Task: Which lines in the records below contain the word "limits"? Return each of them.
*** Source information ***
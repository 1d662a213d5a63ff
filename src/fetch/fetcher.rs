use crate::config::RetryConfig;
use crate::fetch::error::{FetchError, FetchErrorKind, ResponseMeta};
use crate::fetch::request::RequestSpec;
use crate::fetch::retry::{backoff_delay, classify_status, RetryPolicy, RetryState, StatusClass};
use crate::fetch::user_agent::select_user_agent;
use reqwest::header::HeaderMap;
use reqwest::{redirect::Policy, Client, Proxy};
use std::collections::HashMap;
use std::sync::{Mutex, PoisonError};
use std::time::Duration;
use tokio_util::sync::CancellationToken;
use url::Url;

/// A cookie captured from a response
#[derive(Debug, Clone, PartialEq, Eq)]
pub struct SessionCookie {
    pub name: String,
    pub value: String,
}

/// A successful (HTTP 200) response
#[derive(Debug, Clone)]
pub struct FetchResponse {
    pub status: u16,
    pub headers: HeaderMap,
    pub cookies: Vec<SessionCookie>,
    pub body: Vec<u8>,
    /// Attempts it took, including the successful one
    pub attempts: u32,
}

impl FetchResponse {
    /// Body decoded as UTF-8, replacing invalid sequences
    pub fn text(&self) -> String {
        String::from_utf8_lossy(&self.body).into_owned()
    }
}

/// Transport limits applied to every client the fetcher builds
#[derive(Debug, Clone)]
pub struct TransportSettings {
    pub timeout: Duration,
    pub max_idle_per_host: usize,
}

impl From<&RetryConfig> for TransportSettings {
    fn from(config: &RetryConfig) -> Self {
        Self {
            timeout: Duration::from_secs(config.timeout_secs),
            max_idle_per_host: config.max_idle_per_host,
        }
    }
}

/// Builds an HTTP client for one outbound route
///
/// Redirects are never followed: a 3xx comes back to the retry loop as-is.
/// Without an explicit proxy, environment proxy variables are ignored so
/// the route is always the one the caller asked for.
///
/// # Arguments
///
/// * `settings` - Timeout and idle pool limits
/// * `proxy` - Optional outbound proxy
///
/// # Returns
///
/// * `Ok(Client)` - Successfully built HTTP client
/// * `Err(reqwest::Error)` - Invalid proxy or TLS backend failure
pub fn build_http_client(
    settings: &TransportSettings,
    proxy: Option<&Url>,
) -> Result<Client, reqwest::Error> {
    let builder = Client::builder()
        .timeout(settings.timeout)
        .redirect(Policy::none())
        .pool_max_idle_per_host(settings.max_idle_per_host)
        .gzip(true)
        .brotli(true);

    let builder = match proxy {
        Some(proxy) => builder.proxy(Proxy::all(proxy.as_str())?),
        None => builder.no_proxy(),
    };

    builder.build()
}

/// Executes logical requests with retry, backoff and user-agent rotation
///
/// One client is kept per outbound route so that rotated proxies never
/// share sockets.
pub struct Fetcher {
    policy: RetryPolicy,
    transport: TransportSettings,
    clients: Mutex<HashMap<Option<String>, Client>>,
}

impl Fetcher {
    pub fn new(config: &RetryConfig) -> Self {
        Self::with_policy(RetryPolicy::from(config), TransportSettings::from(config))
    }

    pub fn with_policy(policy: RetryPolicy, transport: TransportSettings) -> Self {
        Self {
            policy,
            transport,
            clients: Mutex::new(HashMap::new()),
        }
    }

    pub fn policy(&self) -> &RetryPolicy {
        &self.policy
    }

    /// Executes a request with the full retry policy
    ///
    /// Returns on the first HTTP 200. After the last attempt the most
    /// recent failure is returned together with the attempt count and the
    /// last response's status and headers.
    pub async fn execute(
        &self,
        spec: &RequestSpec,
        cancel: &CancellationToken,
    ) -> Result<FetchResponse, FetchError> {
        self.run(spec, self.policy.max_attempts, cancel).await
    }

    /// Executes a request exactly once, without retrying
    pub async fn execute_once(
        &self,
        spec: &RequestSpec,
        cancel: &CancellationToken,
    ) -> Result<FetchResponse, FetchError> {
        self.run(spec, 1, cancel).await
    }

    async fn run(
        &self,
        spec: &RequestSpec,
        max_attempts: u32,
        cancel: &CancellationToken,
    ) -> Result<FetchResponse, FetchError> {
        let client = self
            .client_for(spec.proxy.as_ref())
            .map_err(|e| fail(spec, RetryState::new(), FetchErrorKind::ClientBuild(e)))?;

        let mut state = RetryState::new();

        for attempt in 0..max_attempts {
            if attempt > 0 {
                let delay = {
                    let mut rng = rand::rng();
                    backoff_delay(attempt, &self.policy, &mut rng)
                };
                state.record_delay(delay);
                tracing::debug!(
                    component = %spec.component,
                    attempt = attempt + 1,
                    max_attempts,
                    delay_ms = delay.as_millis() as u64,
                    "backing off before retry"
                );

                tokio::select! {
                    _ = cancel.cancelled() => return Err(fail(spec, state, FetchErrorKind::Cancelled)),
                    _ = tokio::time::sleep(delay) => {}
                }
            }

            let user_agent = {
                let mut rng = rand::rng();
                select_user_agent(attempt, &mut rng)
            };

            let request = spec
                .build(&client, user_agent)
                .map_err(|e| fail(spec, RetryState::new(), FetchErrorKind::InvalidRequest(e)))?;

            state.record_attempt();

            let exchange = tokio::select! {
                _ = cancel.cancelled() => return Err(fail(spec, state, FetchErrorKind::Cancelled)),
                result = send(&client, request) => result,
            };

            let exchange = match exchange {
                Ok(exchange) => exchange,
                Err(e) => {
                    tracing::warn!(
                        component = %spec.component,
                        url = %spec.display_url(),
                        attempt = attempt + 1,
                        max_attempts,
                        error = %e,
                        "request failed"
                    );
                    state.record_failure(FetchErrorKind::Transport(e), None);
                    continue;
                }
            };

            let meta = ResponseMeta {
                status: exchange.status,
                headers: exchange.headers.clone(),
            };

            match classify_status(exchange.status, self.policy.scope) {
                StatusClass::Success => {
                    tracing::debug!(
                        component = %spec.component,
                        attempts = state.attempts,
                        bytes = exchange.body.len(),
                        "request succeeded"
                    );
                    return Ok(FetchResponse {
                        status: exchange.status,
                        headers: exchange.headers,
                        cookies: exchange.cookies,
                        body: exchange.body,
                        attempts: state.attempts,
                    });
                }
                StatusClass::RateLimited => {
                    tracing::warn!(
                        component = %spec.component,
                        url = %spec.display_url(),
                        attempt = attempt + 1,
                        max_attempts,
                        retry_after = meta.retry_after().unwrap_or("-"),
                        "rate limited"
                    );
                    state.record_failure(FetchErrorKind::RateLimited, Some(meta));
                }
                StatusClass::Retryable => {
                    tracing::warn!(
                        component = %spec.component,
                        url = %spec.display_url(),
                        attempt = attempt + 1,
                        max_attempts,
                        status = exchange.status,
                        location = meta.location(),
                        "unexpected status"
                    );
                    state.record_failure(FetchErrorKind::Status(exchange.status), Some(meta));
                }
                StatusClass::Fatal => {
                    let status = exchange.status;
                    tracing::warn!(
                        component = %spec.component,
                        url = %spec.display_url(),
                        status,
                        location = meta.location(),
                        "status not retried"
                    );
                    state.record_failure(FetchErrorKind::Status(status), Some(meta));
                    return Err(exhausted(spec, state));
                }
            }
        }

        Err(exhausted(spec, state))
    }

    /// Returns the cached client for a route, building it on first use
    fn client_for(&self, proxy: Option<&Url>) -> Result<Client, reqwest::Error> {
        let key = proxy.map(|p| p.as_str().to_string());
        let mut clients = self.clients.lock().unwrap_or_else(PoisonError::into_inner);

        if let Some(client) = clients.get(&key) {
            return Ok(client.clone());
        }

        let client = build_http_client(&self.transport, proxy)?;
        clients.insert(key, client.clone());
        Ok(client)
    }
}

/// What came back from one attempt, body read only for HTTP 200
struct Exchange {
    status: u16,
    headers: HeaderMap,
    cookies: Vec<SessionCookie>,
    body: Vec<u8>,
}

async fn send(client: &Client, request: reqwest::Request) -> Result<Exchange, reqwest::Error> {
    let response = client.execute(request).await?;
    let status = response.status().as_u16();
    let headers = response.headers().clone();
    let cookies = response
        .cookies()
        .map(|c| SessionCookie {
            name: c.name().to_string(),
            value: c.value().to_string(),
        })
        .collect();

    let body = if status == 200 {
        response.bytes().await?.to_vec()
    } else {
        Vec::new()
    };

    Ok(Exchange {
        status,
        headers,
        cookies,
        body,
    })
}

fn fail(spec: &RequestSpec, state: RetryState, kind: FetchErrorKind) -> FetchError {
    let (attempts, _, response) = state.into_parts();
    FetchError {
        component: spec.component,
        url: spec.display_url(),
        attempts,
        kind,
        response,
    }
}

fn exhausted(spec: &RequestSpec, state: RetryState) -> FetchError {
    let (attempts, last_error, response) = state.into_parts();
    let kind = match (last_error, &response) {
        (Some(kind), _) => kind,
        (None, Some(meta)) => FetchErrorKind::Status(meta.status),
        (None, None) => FetchErrorKind::Cancelled,
    };
    FetchError {
        component: spec.component,
        url: spec.display_url(),
        attempts,
        kind,
        response,
    }
}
*** End of Source information ***
Response:
/// Transport limits applied to every client the fetcher builds
/// * `settings` - Timeout and idle pool limits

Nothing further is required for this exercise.